Jobs To Be Getting On With
This is traditionally the month that comes “In like a lion and out like a lamb” and greenhouse gardeners know this better than anyone! Although this is a great month for the greenhouse when things really get going with plenty to do, early spring can bring wide temperature fluctuations which can be a problem – a bright sunny day at the end of the month can result in the greenhouse overheating. Aim to keep the air temperature at around 7 – 18°C(45 – 65°F); this will involve heating the greenhouse at night and also ventilating and damping down the structure on cloudless days if required. Keeping the door and vents open more frequently as the month progresses helps to keep humidity levels down and prevent disease.

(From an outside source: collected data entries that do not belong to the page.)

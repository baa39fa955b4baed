use std::collections::{BTreeSet, HashMap, HashSet};

use async_trait::async_trait;
use chrono::Utc;
use fr_core::models::{Freet, Intent, Suggestion, Tag};
use fr_core::traits::FreetRepo;
use sqlx::sqlite::SqliteRow;
use sqlx::Row;
use uuid::Uuid;

use crate::{blob_to_uuid, intents, suggestions, tags, uuid_to_blob, SqliteStore};

const FREET_COLUMNS: &str = "SELECT id, author_id, content, created_at, modified_at FROM freets";

fn freet_from_row(row: &SqliteRow) -> anyhow::Result<Freet> {
    Ok(Freet {
        id: blob_to_uuid(row.try_get::<Vec<u8>, _>("id")?.as_slice())?,
        author_id: blob_to_uuid(row.try_get::<Vec<u8>, _>("author_id")?.as_slice())?,
        content: row.try_get("content")?,
        created_at: row.try_get("created_at")?,
        modified_at: row.try_get("modified_at")?,
        intent: None,
        tags: Vec::new(),
        suggestions: Vec::new(),
    })
}

impl SqliteStore {
    /// Attaches intents, tags and suggestions to a batch of freets,
    /// one query per relation.
    async fn populate(&self, mut freets: Vec<Freet>) -> anyhow::Result<Vec<Freet>> {
        if freets.is_empty() {
            return Ok(freets);
        }
        let ids: Vec<Uuid> = freets.iter().map(|f| f.id).collect();

        let mut intents: HashMap<Uuid, Intent> = self
            .fetch_in(intents::INTENT_COLUMNS_IN, &ids, "")
            .await?
            .iter()
            .map(|row| intents::intent_from_row(row).map(|i| (i.freet_id, i)))
            .collect::<anyhow::Result<_>>()?;

        // Chunks split by freet, so per-freet ordering survives the merge.
        let mut tags: HashMap<Uuid, Vec<Tag>> = HashMap::new();
        for row in self.fetch_in(tags::TAG_COLUMNS_IN, &ids, " ORDER BY label").await? {
            let tag = tags::tag_from_row(&row)?;
            tags.entry(tag.freet_id).or_default().push(tag);
        }

        let mut suggestions: HashMap<Uuid, Vec<Suggestion>> = HashMap::new();
        for row in self
            .fetch_in(suggestions::SUGGESTION_COLUMNS_IN, &ids, " ORDER BY id")
            .await?
        {
            let suggestion = suggestions::suggestion_from_row(&row)?;
            suggestions.entry(suggestion.freet_id).or_default().push(suggestion);
        }

        for freet in &mut freets {
            freet.intent = intents.remove(&freet.id);
            freet.tags = tags.remove(&freet.id).unwrap_or_default();
            freet.suggestions = suggestions.remove(&freet.id).unwrap_or_default();
        }
        Ok(freets)
    }

    async fn fetch_populated(&self, rows: Vec<SqliteRow>) -> anyhow::Result<Vec<Freet>> {
        let freets = rows
            .iter()
            .map(freet_from_row)
            .collect::<anyhow::Result<Vec<_>>>()?;
        self.populate(freets).await
    }
}

#[async_trait]
impl FreetRepo for SqliteStore {
    async fn create(&self, author_id: Uuid, content: &str) -> anyhow::Result<Freet> {
        let now = Utc::now();
        let freet = Freet {
            id: Uuid::now_v7(),
            author_id,
            content: content.to_string(),
            created_at: now,
            modified_at: now,
            intent: None,
            tags: Vec::new(),
            suggestions: Vec::new(),
        };

        sqlx::query("INSERT INTO freets (id, author_id, content, created_at, modified_at) VALUES (?, ?, ?, ?, ?)")
            .bind(uuid_to_blob(freet.id))
            .bind(uuid_to_blob(freet.author_id))
            .bind(&freet.content)
            .bind(freet.created_at)
            .bind(freet.modified_at)
            .execute(&self.pool)
            .await?;
        Ok(freet)
    }

    async fn get(&self, id: Uuid) -> anyhow::Result<Option<Freet>> {
        let row = sqlx::query(&format!("{FREET_COLUMNS} WHERE id = ?"))
            .bind(uuid_to_blob(id))
            .fetch_optional(&self.pool)
            .await?;

        match row {
            Some(row) => Ok(self.fetch_populated(vec![row]).await?.pop()),
            None => Ok(None),
        }
    }

    async fn list_all(&self) -> anyhow::Result<Vec<Freet>> {
        let rows = sqlx::query(&format!("{FREET_COLUMNS} ORDER BY modified_at DESC, id DESC"))
            .fetch_all(&self.pool)
            .await?;
        self.fetch_populated(rows).await
    }

    async fn fetch_by_author(&self, author_id: Uuid) -> anyhow::Result<Vec<Freet>> {
        let rows = sqlx::query(&format!("{FREET_COLUMNS} WHERE author_id = ? ORDER BY id DESC"))
            .bind(uuid_to_blob(author_id))
            .fetch_all(&self.pool)
            .await?;
        self.fetch_populated(rows).await
    }

    async fn post_ids_by_author(&self, author_id: Uuid) -> anyhow::Result<HashSet<Uuid>> {
        let rows = sqlx::query("SELECT id FROM freets WHERE author_id = ?")
            .bind(uuid_to_blob(author_id))
            .fetch_all(&self.pool)
            .await?;

        rows.iter()
            .map(|row| blob_to_uuid(row.try_get::<Vec<u8>, _>("id")?.as_slice()))
            .collect()
    }

    async fn fetch_by_ids(&self, ids: &BTreeSet<Uuid>) -> anyhow::Result<Vec<Freet>> {
        if ids.is_empty() {
            return Ok(Vec::new());
        }
        let ids: Vec<Uuid> = ids.iter().copied().collect();
        let rows = self
            .fetch_in(&format!("{FREET_COLUMNS} WHERE id IN"), &ids, "")
            .await?;
        self.fetch_populated(rows).await
    }

    async fn update_content(&self, id: Uuid, content: &str) -> anyhow::Result<Option<Freet>> {
        let updated = sqlx::query("UPDATE freets SET content = ?, modified_at = ? WHERE id = ?")
            .bind(content)
            .bind(Utc::now())
            .bind(uuid_to_blob(id))
            .execute(&self.pool)
            .await?;

        if updated.rows_affected() == 0 {
            return Ok(None);
        }
        FreetRepo::get(self, id).await
    }

    /// Atomic cascade: relations first, then the freet itself.
    async fn delete(&self, id: Uuid) -> anyhow::Result<bool> {
        let mut tx = self.pool.begin().await?;
        for table in ["tags", "intents", "suggestions"] {
            sqlx::query(&format!("DELETE FROM {table} WHERE freet_id = ?"))
                .bind(uuid_to_blob(id))
                .execute(&mut *tx)
                .await?;
        }
        let deleted = sqlx::query("DELETE FROM freets WHERE id = ?")
            .bind(uuid_to_blob(id))
            .execute(&mut *tx)
            .await?;
        tx.commit().await?;

        Ok(deleted.rows_affected() > 0)
    }
}

#[cfg(test)]
mod tests {
    use fr_core::models::{IntentKind, SuggestionKind};
    use fr_core::traits::{IntentRepo, SuggestionRepo, TagRepo};

    use super::*;
    use crate::testing::store;

    #[tokio::test]
    async fn create_then_get_round_trips() {
        let repo = store().await;
        let author = Uuid::now_v7();

        let created = repo.create(author, "first!").await.unwrap();
        let fetched = FreetRepo::get(&repo, created.id).await.unwrap().unwrap();

        assert_eq!(fetched.author_id, author);
        assert_eq!(fetched.content, "first!");
        assert!(fetched.intent.is_none());
        assert!(FreetRepo::get(&repo, Uuid::now_v7()).await.unwrap().is_none());
    }

    #[tokio::test]
    async fn reads_are_populated_with_relations() {
        let repo = store().await;
        let author = Uuid::now_v7();
        let freet = repo.create(author, "cats are great").await.unwrap();

        repo.add_all(freet.id, &["cats".to_string(), "pets".to_string()]).await.unwrap();
        IntentRepo::add(&repo, freet.id, IntentKind::Share, None).await.unwrap();
        SuggestionRepo::add(&repo, freet.id, Uuid::now_v7(), SuggestionKind::Tag, "animals")
            .await
            .unwrap();

        let fetched = repo.fetch_by_author(author).await.unwrap().pop().unwrap();
        assert_eq!(fetched.intent.map(|i| i.kind), Some(IntentKind::Share));
        let labels: Vec<_> = fetched.tags.iter().map(|t| t.label.as_str()).collect();
        assert_eq!(labels, vec!["cats", "pets"]);
        assert_eq!(fetched.suggestions.len(), 1);
        assert_eq!(fetched.suggestions[0].value, "animals");
    }

    #[tokio::test]
    async fn fetch_by_ids_skips_unknown_ids() {
        let repo = store().await;
        let a = repo.create(Uuid::now_v7(), "a").await.unwrap();
        let b = repo.create(Uuid::now_v7(), "b").await.unwrap();

        let ids: BTreeSet<Uuid> = [a.id, b.id, Uuid::now_v7()].into();
        let mut fetched: Vec<Uuid> = repo.fetch_by_ids(&ids).await.unwrap().iter().map(|f| f.id).collect();
        fetched.sort();

        let mut expected = vec![a.id, b.id];
        expected.sort();
        assert_eq!(fetched, expected);
        assert!(repo.fetch_by_ids(&BTreeSet::new()).await.unwrap().is_empty());
    }

    #[tokio::test]
    async fn author_ids_skip_population() {
        let repo = store().await;
        let author = Uuid::now_v7();
        let a = repo.create(author, "a").await.unwrap();
        let b = repo.create(author, "b").await.unwrap();
        repo.create(Uuid::now_v7(), "c").await.unwrap();

        assert_eq!(repo.post_ids_by_author(author).await.unwrap(), HashSet::from([a.id, b.id]));
        assert!(repo.post_ids_by_author(Uuid::now_v7()).await.unwrap().is_empty());
    }

    #[tokio::test]
    async fn reads_span_more_freets_than_sqlite_binds() {
        const BULK: i64 = 33_000;
        let repo = store().await;
        let author = Uuid::now_v7();
        let now = Utc::now();

        sqlx::query(
            "WITH RECURSIVE n(i) AS (SELECT 1 UNION ALL SELECT i + 1 FROM n WHERE i < ?1) \
             INSERT INTO freets (id, author_id, content, created_at, modified_at) \
             SELECT randomblob(16), ?2, 'bulk ' || i, ?3, ?3 FROM n",
        )
        .bind(BULK)
        .bind(uuid_to_blob(author))
        .bind(now)
        .execute(&repo.pool)
        .await
        .unwrap();
        let tagged = repo.create(author, "tagged").await.unwrap();
        repo.add_all(tagged.id, &["last".to_string()]).await.unwrap();
        let total = BULK as usize + 1;

        let by_author = repo.fetch_by_author(author).await.unwrap();
        assert_eq!(by_author.len(), total);
        assert_eq!(by_author.iter().filter(|f| !f.tags.is_empty()).count(), 1);
        assert_eq!(repo.list_all().await.unwrap().len(), total);

        let ids: BTreeSet<Uuid> = repo.post_ids_by_author(author).await.unwrap().into_iter().collect();
        assert_eq!(ids.len(), total);
        let fetched = repo.fetch_by_ids(&ids).await.unwrap();
        assert_eq!(fetched.len(), total);
        let labelled = fetched.iter().find(|f| f.id == tagged.id).unwrap();
        assert_eq!(labelled.tags[0].label, "last");
    }

    #[tokio::test]
    async fn update_bumps_modification_time() {
        let repo = store().await;
        let created = repo.create(Uuid::now_v7(), "draft").await.unwrap();
        let freet = FreetRepo::get(&repo, created.id).await.unwrap().unwrap();

        let updated = repo.update_content(freet.id, "final").await.unwrap().unwrap();
        assert_eq!(updated.content, "final");
        assert!(updated.modified_at >= freet.modified_at);
        assert_eq!(updated.created_at, freet.created_at);
        assert!(repo.update_content(Uuid::now_v7(), "x").await.unwrap().is_none());
    }

    #[tokio::test]
    async fn delete_cascades_relations() {
        let repo = store().await;
        let freet = repo.create(Uuid::now_v7(), "bye").await.unwrap();
        repo.add_all(freet.id, &["gone".to_string()]).await.unwrap();
        IntentRepo::add(&repo, freet.id, IntentKind::Joke, None).await.unwrap();

        assert!(FreetRepo::delete(&repo, freet.id).await.unwrap());
        assert!(!FreetRepo::delete(&repo, freet.id).await.unwrap());
        assert!(repo.post_ids_by_label("gone").await.unwrap().is_empty());
        assert!(repo.post_ids_by_kind(IntentKind::Joke).await.unwrap().is_empty());
    }
}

If your greenhouse is fitted with Bayliss roof vent openers, they may seem erratic as they do take time to adjust to the temperature fluctuations at this time of year. If you are concerned, please give us a call on 01730 826900.

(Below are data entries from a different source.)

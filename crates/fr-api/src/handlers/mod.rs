//! # fr-api Handlers
//!
//! Each module coordinates the flow between HTTP requests and one group of
//! core ports.

pub mod filters;
pub mod freets;
pub mod intents;
pub mod suggestions;
pub mod tags;

use std::collections::{BTreeSet, HashSet};

use actix_web::web;
use fr_core::{newest_first, AppError, Freet};
use uuid::Uuid;

use crate::error::ApiError;
use crate::state::AppState;

pub type ApiResult<T> = Result<T, ApiError>;

/// Loads the freets behind a set of ids, newest first.
async fn newest_freets(state: &web::Data<AppState>, ids: HashSet<Uuid>) -> ApiResult<Vec<Freet>> {
    if ids.is_empty() {
        return Ok(Vec::new());
    }
    let ids: BTreeSet<Uuid> = ids.into_iter().collect();
    let mut freets = state.repos.freets.fetch_by_ids(&ids).await?;
    newest_first(&mut freets);
    Ok(freets)
}

async fn existing_freet(state: &web::Data<AppState>, freet_id: Uuid) -> ApiResult<Freet> {
    state
        .repos
        .freets
        .get(freet_id)
        .await?
        .ok_or_else(|| AppError::not_found("Freet", freet_id).into())
}

/// The freet, if `requester` wrote it.
async fn authored_freet(
    state: &web::Data<AppState>,
    freet_id: Uuid,
    requester: Uuid,
) -> ApiResult<Freet> {
    let freet = existing_freet(state, freet_id).await?;
    if freet.author_id != requester {
        return Err(AppError::Forbidden("Cannot modify other users' freets.".to_string()).into());
    }
    Ok(freet)
}
use actix_web::{web, HttpResponse};
use fr_core::{validation, AppError, FilterCriteria};
use serde::Deserialize;
use serde_json::json;
use uuid::Uuid;

use super::ApiResult;
use crate::extract::Requester;
use crate::state::AppState;

#[derive(Deserialize)]
#[serde(rename_all = "camelCase")]
pub struct ViewQuery {
    pub filter_id: Uuid,
}

#[derive(Deserialize)]
pub struct PrefixQuery {
    #[serde(default)]
    pub prefix: String,
}

#[derive(Deserialize)]
pub struct NewFilter {
    pub name: String,
    #[serde(default = "public_by_default")]
    pub public: bool,
    #[serde(default)]
    pub include: FilterCriteria,
}

fn public_by_default() -> bool {
    true
}

/// Runs a filter: `GET /api/filters/view?filterId=ID`.
pub async fn view(
    data: web::Data<AppState>,
    requester: Requester,
    query: web::Query<ViewQuery>,
) -> ApiResult<HttpResponse> {
    let freets = data.aggregator.apply_filter(query.filter_id, requester.0).await?;
    Ok(HttpResponse::Ok().json(json!({ "freets": freets })))
}

/// Public filters plus the requester's private ones whose name starts with `prefix`.
pub async fn search(
    data: web::Data<AppState>,
    requester: Requester,
    query: web::Query<PrefixQuery>,
) -> ApiResult<HttpResponse> {
    let requester = requester.require()?;
    let filters = data.repos.filters.find_by_name_prefix(&query.prefix, requester).await?;
    Ok(HttpResponse::Ok().json(json!({ "filters": filters })))
}

pub async fn mine(data: web::Data<AppState>, requester: Requester) -> ApiResult<HttpResponse> {
    let requester = requester.require()?;
    let filters = data.repos.filters.find_by_owner(requester).await?;
    Ok(HttpResponse::Ok().json(json!({ "filters": filters })))
}

pub async fn create(
    data: web::Data<AppState>,
    requester: Requester,
    body: web::Json<NewFilter>,
) -> ApiResult<HttpResponse> {
    let requester = requester.require()?;
    let NewFilter { name, public, include } = body.into_inner();

    validation::filter_name(&name)?;
    validation::filter_criteria(&include)?;
    for author in &include.authors {
        let written = data.repos.freets.post_ids_by_author(*author).await?.len();
        validation::known_author(*author, requester, written)?;
    }

    let filter = data.repos.filters.create(name.trim(), requester, public, include).await?;
    log::info!("filter {} created by {requester}", filter.id);
    Ok(HttpResponse::Created().json(json!({
        "message": "Your filter was created successfully.",
        "filter": filter,
    })))
}

pub async fn delete(
    data: web::Data<AppState>,
    requester: Requester,
    path: web::Path<Uuid>,
) -> ApiResult<HttpResponse> {
    let filter_id = path.into_inner();
    let filter = data
        .repos
        .filters
        .get(filter_id)
        .await?
        .ok_or_else(|| AppError::not_found("Filter", filter_id))?;

    if !data.policy.can_modify(&filter, requester.0) {
        return Err(AppError::Forbidden("Cannot delete other users' filters.".to_string()).into());
    }

    data.repos.filters.delete(filter_id).await?;
    Ok(HttpResponse::Ok().json(json!({ "message": "Your filter was deleted successfully." })))
}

You can also find plenty of useful advice from John Wood, Head Gardener at National Trust Hinton Ampner in Hampshire, about sowing seeds, as no doubt this will be your main focus in the greenhouse this month. Large-seeded, large-leaved vegetables such as cucumbers and courgettes can be planted into their own individual pots and placed in a propagator. In almost a month from now, the pots can be moved into the main body of the greenhouse for an early July harvest.
Seedlings need good light but young ones will still need protecting from the midday sun. If you do not have shades fitted to your greenhouse and find you need some – or additional ones – please contact us and we will be happy to advise you further.

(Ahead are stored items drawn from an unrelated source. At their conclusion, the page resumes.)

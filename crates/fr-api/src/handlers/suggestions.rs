use actix_web::{web, HttpResponse};
use fr_core::{validation, AppError, SuggestionKind};
use serde::Deserialize;
use serde_json::json;
use uuid::Uuid;

use super::{existing_freet, newest_freets, ApiResult};
use crate::extract::Requester;
use crate::state::AppState;

#[derive(Deserialize)]
pub struct SuggestionQuery {
    pub suggestion: String,
    #[serde(rename = "type")]
    pub kind: String,
}

#[derive(Deserialize)]
pub struct KindQuery {
    #[serde(rename = "type")]
    pub kind: Option<String>,
}

#[derive(Deserialize)]
#[serde(rename_all = "camelCase")]
pub struct NewSuggestion {
    pub suggestion: String,
    pub suggestion_type: String,
}

/// Freets that carry `suggestion` as a suggestion of kind `type`.
pub async fn view(data: web::Data<AppState>, query: web::Query<SuggestionQuery>) -> ApiResult<HttpResponse> {
    let kind = validation::suggestion_kind(&query.kind)?;
    let ids = data.repos.suggestions.post_ids_with(&query.suggestion, kind).await?;
    Ok(HttpResponse::Ok().json(newest_freets(&data, ids).await?))
}

/// Popularity counts for one freet, for the given kind or all of them.
pub async fn popular(
    data: web::Data<AppState>,
    path: web::Path<Uuid>,
    query: web::Query<KindQuery>,
) -> ApiResult<HttpResponse> {
    let freet_id = path.into_inner();
    existing_freet(&data, freet_id).await?;

    let kinds = match &query.kind {
        Some(raw) => vec![validation::suggestion_kind(raw)?],
        None => SuggestionKind::ALL.to_vec(),
    };
    let mut counts = Vec::new();
    for kind in kinds {
        counts.extend(data.repos.suggestions.popular_by_kind(kind, freet_id).await?);
    }
    Ok(HttpResponse::Ok().json(counts))
}

pub async fn mine(
    data: web::Data<AppState>,
    requester: Requester,
    path: web::Path<Uuid>,
) -> ApiResult<HttpResponse> {
    let requester = requester.require()?;
    let freet_id = path.into_inner();
    existing_freet(&data, freet_id).await?;

    let suggestions = data.repos.suggestions.find_by_suggestor(requester, freet_id).await?;
    Ok(HttpResponse::Ok().json(suggestions))
}

pub async fn add(
    data: web::Data<AppState>,
    requester: Requester,
    path: web::Path<Uuid>,
    body: web::Json<NewSuggestion>,
) -> ApiResult<HttpResponse> {
    let requester = requester.require()?;
    let freet_id = path.into_inner();
    existing_freet(&data, freet_id).await?;

    let kind = validation::suggestion_kind(&body.suggestion_type)?;
    validation::suggestion_value(kind, &body.suggestion)?;

    let duplicate = data
        .repos
        .suggestions
        .find_one(&body.suggestion, kind, requester, freet_id)
        .await?;
    if duplicate.is_some() {
        return Err(AppError::ValidationError(
            "You have already made this suggestion on this freet.".to_string(),
        )
        .into());
    }

    let suggestion = data
        .repos
        .suggestions
        .add(freet_id, requester, kind, &body.suggestion)
        .await?;
    Ok(HttpResponse::Created().json(json!({
        "message": "Your suggestion was added successfully.",
        "suggestion": suggestion,
    })))
}

pub async fn delete(
    data: web::Data<AppState>,
    requester: Requester,
    path: web::Path<Uuid>,
) -> ApiResult<HttpResponse> {
    let requester = requester.require()?;
    let suggestion_id = path.into_inner();
    let suggestion = data
        .repos
        .suggestions
        .get(suggestion_id)
        .await?
        .ok_or_else(|| AppError::not_found("Suggestion", suggestion_id))?;

    if suggestion.suggestor_id != requester {
        return Err(AppError::Forbidden("Cannot delete other users' suggestions.".to_string()).into());
    }

    data.repos.suggestions.delete(suggestion_id).await?;
    Ok(HttpResponse::Ok().json(json!({ "message": "Your suggestion was deleted successfully." })))
}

Growing plants should be fed with a liquid fertiliser but take care not to overfeed your plants. A balanced formula should be used for leaf growth whilst a high potash feed should be used for flowering plants. Remember to keep actively growing plants damp but not soaking wet. The Hydroleca on your bench top helps to retain moisture.
Insects can start to be a problem this month – keep watch for greenfly, whitefly and red spider mite in particular. If evidence of bugs is found, spray with a greenhouse insecticide or investigate organic alternatives before the problem gets out of hand, as organic predators need to be ordered during early spring.
Pollinating insects are not yet present, so nectarine, peach and strawberry flowers must be pollinated by hand. Try to do this in the middle of the day and repeat for a few days to ensure success.
March is a good time to prepare hanging baskets for setting out in late May or June for a vibrant splash of colour. Fuchsias and pelargoniums can have their growing tips pinched out this month to encourage strong bushy plants.